We aren’t even in the same league.
Let’s face it, folks, more than a flimsy curtain separates us from the big-league fliers at the front of the plane. Most of those people have mileage accounts that average fliers can only dream about. Whether they fly for business or pleasure, they count miles by the thousands and tens of thousands, not the hundreds.
When my super road warrior buddy, John (who flies 50 weeks a year, often more than once per week), heard that I was flying all day next Tuesday just to get my Premier Silver status on United his reply was expected.
“Why do that to yourself for Silver?”
As a travel writer, I probably fly more than most, but my flights are scattered among multiple carriers based in part on the destination, and usually on which airline has the lowest priced airfare to that destination. My tickets are sometimes paid for by host hotels or cruise lines and I have little or no say in the choice of airline. And when I buy my own tickets, it will usually be the cheapest flight I can get, regardless of the carrier.
That does not mean that I don’t study what the status big leaguers have to say, with the hopes of applying a bit of their advice to my own meager mileage accounts should the stars align in my favor. So here’s what I know about mileage and status runs for the rest of us.
The season for 2017 mileage runs starts NOW—what does that mean to normal travelers?
At the very least, it means if you are a member of any airline frequent flier programs, now is the time to audit your accounts. Here’s what to check for:
- Expiring miles that you might need to use soon.
- Mileage credit for any trips you took in 2017—and don’t forget partner airlines.
- Credit card offers with bonuses that might help you get to your next dream destination.
- How far you are from any status milestone.
- Could you possibly attain status next year if you planned it in advance?
- How far you are from a free flight that you want or need to take next year.
When could a few extra miles help you?
Mileage runs are not just about gaining status within the airline’s FF program. There are occasionally times when flying a few miles could save you from needing actual dollars to buy a ticket for your next trip.
What if your dream is a trip to Europe next year? Do two searches for your top destination choices using the airline where you have the largest number of accumulated miles. Search for the flights in award miles, then search for the flights in dollars.
I searched for Dallas to Paris on United in April and found that many of the flights are 60K miles or $3,000 round trip. If my mileage account has 57.5K, then a mileage run that nets the 2.5K I need might be in order.
But why not just buy the miles rather than fly them?

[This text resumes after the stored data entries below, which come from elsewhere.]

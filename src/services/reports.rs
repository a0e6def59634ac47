//! Read-only projections over the rollup store. These never trigger writes;
//! they group and filter existing rollup rows by calendar year.

use crate::{
    db::DbPool,
    entities::{revenue, sales_performance},
    errors::ServiceError,
};
use chrono::NaiveDate;
use rust_decimal::Decimal;
use sea_orm::{ColumnTrait, EntityTrait, QueryFilter, QueryOrder};
use serde::{Deserialize, Serialize};
use std::sync::Arc;
use tracing::instrument;

#[derive(Debug, Serialize, Deserialize)]
pub struct TotalRevenueRecord {
    pub date: NaiveDate,
    pub total_revenue: Decimal,
}

#[derive(Debug, Serialize, Deserialize)]
pub struct RevenuePerOrderRecord {
    pub date: NaiveDate,
    pub average_revenue_per_order: Decimal,
}

#[derive(Debug, Serialize, Deserialize)]
pub struct RevenueGrowthRecord {
    pub date: NaiveDate,
    pub revenue_growth_rate: Decimal,
}

#[derive(Debug, Serialize, Deserialize)]
pub struct TotalCostRecord {
    pub date: NaiveDate,
    pub total_cost: Decimal,
}

#[derive(Debug, Serialize, Deserialize)]
pub struct CostPerOrderRecord {
    pub date: NaiveDate,
    pub average_cost_per_order: Decimal,
}

#[derive(Clone)]
pub struct RevenueReportService {
    db_pool: Arc<DbPool>,
}

impl RevenueReportService {
    pub fn new(db_pool: Arc<DbPool>) -> Self {
        Self { db_pool }
    }

    #[instrument(skip(self))]
    pub async fn total_revenue_in_year(
        &self,
        year: i32,
    ) -> Result<Vec<TotalRevenueRecord>, ServiceError> {
        self.total_revenue_in_range(year, year).await
    }

    #[instrument(skip(self))]
    pub async fn total_revenue_in_range(
        &self,
        start_year: i32,
        end_year: i32,
    ) -> Result<Vec<TotalRevenueRecord>, ServiceError> {
        let rows = self.revenues_between(start_year, end_year).await?;
        Ok(rows
            .into_iter()
            .map(|r| TotalRevenueRecord {
                date: r.date,
                total_revenue: r.total_revenue,
            })
            .collect())
    }

    #[instrument(skip(self))]
    pub async fn revenue_per_order_in_year(
        &self,
        year: i32,
    ) -> Result<Vec<RevenuePerOrderRecord>, ServiceError> {
        self.revenue_per_order_in_range(year, year).await
    }

    #[instrument(skip(self))]
    pub async fn revenue_per_order_in_range(
        &self,
        start_year: i32,
        end_year: i32,
    ) -> Result<Vec<RevenuePerOrderRecord>, ServiceError> {
        let rows = self.revenues_between(start_year, end_year).await?;
        Ok(rows
            .into_iter()
            .map(|r| RevenuePerOrderRecord {
                date: r.date,
                average_revenue_per_order: r.average_revenue_per_order,
            })
            .collect())
    }

    #[instrument(skip(self))]
    pub async fn revenue_growth_in_year(
        &self,
        year: i32,
    ) -> Result<Vec<RevenueGrowthRecord>, ServiceError> {
        self.revenue_growth_in_range(year, year).await
    }

    #[instrument(skip(self))]
    pub async fn revenue_growth_in_range(
        &self,
        start_year: i32,
        end_year: i32,
    ) -> Result<Vec<RevenueGrowthRecord>, ServiceError> {
        let rows = self.revenues_between(start_year, end_year).await?;
        Ok(rows
            .into_iter()
            .map(|r| RevenueGrowthRecord {
                date: r.date,
                revenue_growth_rate: r.revenue_growth_rate,
            })
            .collect())
    }

    #[instrument(skip(self))]
    pub async fn total_cost_in_year(
        &self,
        year: i32,
    ) -> Result<Vec<TotalCostRecord>, ServiceError> {
        self.total_cost_in_range(year, year).await
    }

    #[instrument(skip(self))]
    pub async fn total_cost_in_range(
        &self,
        start_year: i32,
        end_year: i32,
    ) -> Result<Vec<TotalCostRecord>, ServiceError> {
        let rows = self.revenues_between(start_year, end_year).await?;
        Ok(rows
            .into_iter()
            .map(|r| TotalCostRecord {
                date: r.date,
                total_cost: r.total_cost,
            })
            .collect())
    }

    #[instrument(skip(self))]
    pub async fn cost_per_order_in_year(
        &self,
        year: i32,
    ) -> Result<Vec<CostPerOrderRecord>, ServiceError> {
        self.cost_per_order_in_range(year, year).await
    }

    #[instrument(skip(self))]
    pub async fn cost_per_order_in_range(
        &self,
        start_year: i32,
        end_year: i32,
    ) -> Result<Vec<CostPerOrderRecord>, ServiceError> {
        let rows = self.revenues_between(start_year, end_year).await?;
        Ok(rows
            .into_iter()
            .map(|r| CostPerOrderRecord {
                date: r.date,
                average_cost_per_order: r.average_cost_per_order,
            })
            .collect())
    }

    /// Sales-performance rollups, oldest first, as consumed by the
    /// dashboard overview.
    #[instrument(skip(self))]
    pub async fn list_sales_performances(
        &self,
    ) -> Result<Vec<sales_performance::Model>, ServiceError> {
        let db = &*self.db_pool;
        let rows = sales_performance::Entity::find()
            .order_by_asc(sales_performance::Column::Date)
            .all(db)
            .await?;
        Ok(rows)
    }

    /// Rollup rows whose dates fall within the inclusive year range,
    /// oldest first. A range with no rows yields an empty vec.
    async fn revenues_between(
        &self,
        start_year: i32,
        end_year: i32,
    ) -> Result<Vec<revenue::Model>, ServiceError> {
        let (from, to) = year_bounds(start_year, end_year)?;
        let db = &*self.db_pool;
        let rows = revenue::Entity::find()
            .filter(revenue::Column::Date.between(from, to))
            .order_by_asc(revenue::Column::Date)
            .all(db)
            .await?;
        Ok(rows)
    }
}

fn year_bounds(start_year: i32, end_year: i32) -> Result<(NaiveDate, NaiveDate), ServiceError> {
    if end_year < start_year {
        return Err(ServiceError::ValidationError(format!(
            "End year {} must not precede start year {}",
            end_year, start_year
        )));
    }
    let from = NaiveDate::from_ymd_opt(start_year, 1, 1)
        .ok_or_else(|| ServiceError::ValidationError(format!("Invalid year: {}", start_year)))?;
    let to = NaiveDate::from_ymd_opt(end_year, 12, 31)
        .ok_or_else(|| ServiceError::ValidationError(format!("Invalid year: {}", end_year)))?;
    Ok((from, to))
}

That depends on whether you are also close to a status bump. In my case, the 2.5K meant the difference between both the miles needed for the Paris flight AND achieving Silver status.
The thing to remember here is that purchased miles are only for award travel; except in rare cases, they gain you nothing toward status. That means that my butt needs to be in a cheap seat going somewhere netting 2.5K miles. If you aren’t close to a status breakpoint, buying miles could be the easiest option but it never hurts to compare the costs head to head.
But is status even worth it?
With the new tighter restrictions on awards and spend-based frequent flier tiers, the programs are definitely not as valuable as they used to be, but the perks that remain may still be worth the trouble of making a 2017 mileage run. For mileage hounds angling for top-tier status levels, it’s easy to scoff at flying extra to gain the lowest levels, but here’s what it could mean to the rest of us:
- Free first checked bag
- Increased earnings of award miles
- Greater access to mileage awards
- A remote chance at upgrades
- Free or reduced cost premium economy seats
- Priority check-in and boarding
Each airline has different offerings, but at the very least, the lowest tier of status gets you some of these perks. The baggage fees alone could be the deciding factor—they were for me. I have a Chase United Explorer credit card that gets me one free bag, but only if I buy the ticket with that credit card, so there are times when I am stuck shelling out $25 at the check-in counter for my bag.
Where are the deals on 2017 mileage runs?
If you’ve decided to go for a mileage or status run this season, Google Flights is a good place to start looking. The calendar view makes it easy to see the sweet spots.
- October and early November have plenty of possibilities, most of them involving LAX. Look especially at Tuesdays and Saturdays.
- I found a $130 same-day RT from Dallas on United that will earn me the 2.5K I need on that airline, but if you need American miles, there are RT flights under $100 on American on a Halloween turn around on the same route.
- I also found cheap flights to LAX from Chicago, Denver, and Cleveland on all three of the major carriers, most of which can be done on a one-day turn.
NOTES: Be careful not to accidentally book into the new “basic” classes of economy on the majors, which may not earn award or status miles. Also, if you are angling for status, be sure to read the program details to make sure you can meet not only the mileage minimum but the dollar spend requirement. United’s program lets you waive the spend requirement with an annual credit card spend of $25,000—which is not too bad if you have been using the card a lot during the year.
The bottom line on my own mileage run is that for $130 and a day of my time, I get a few extra conveniences for all of 2018 plus the miles I need to book my roundtrip to Paris—in the back of the plane where real people fly.
Even if you don’t jump into the minor leagues of mileage and status runs this year, start planning your trips for next year. Who knows, you might just get called up to sit with the majors if you play your points right.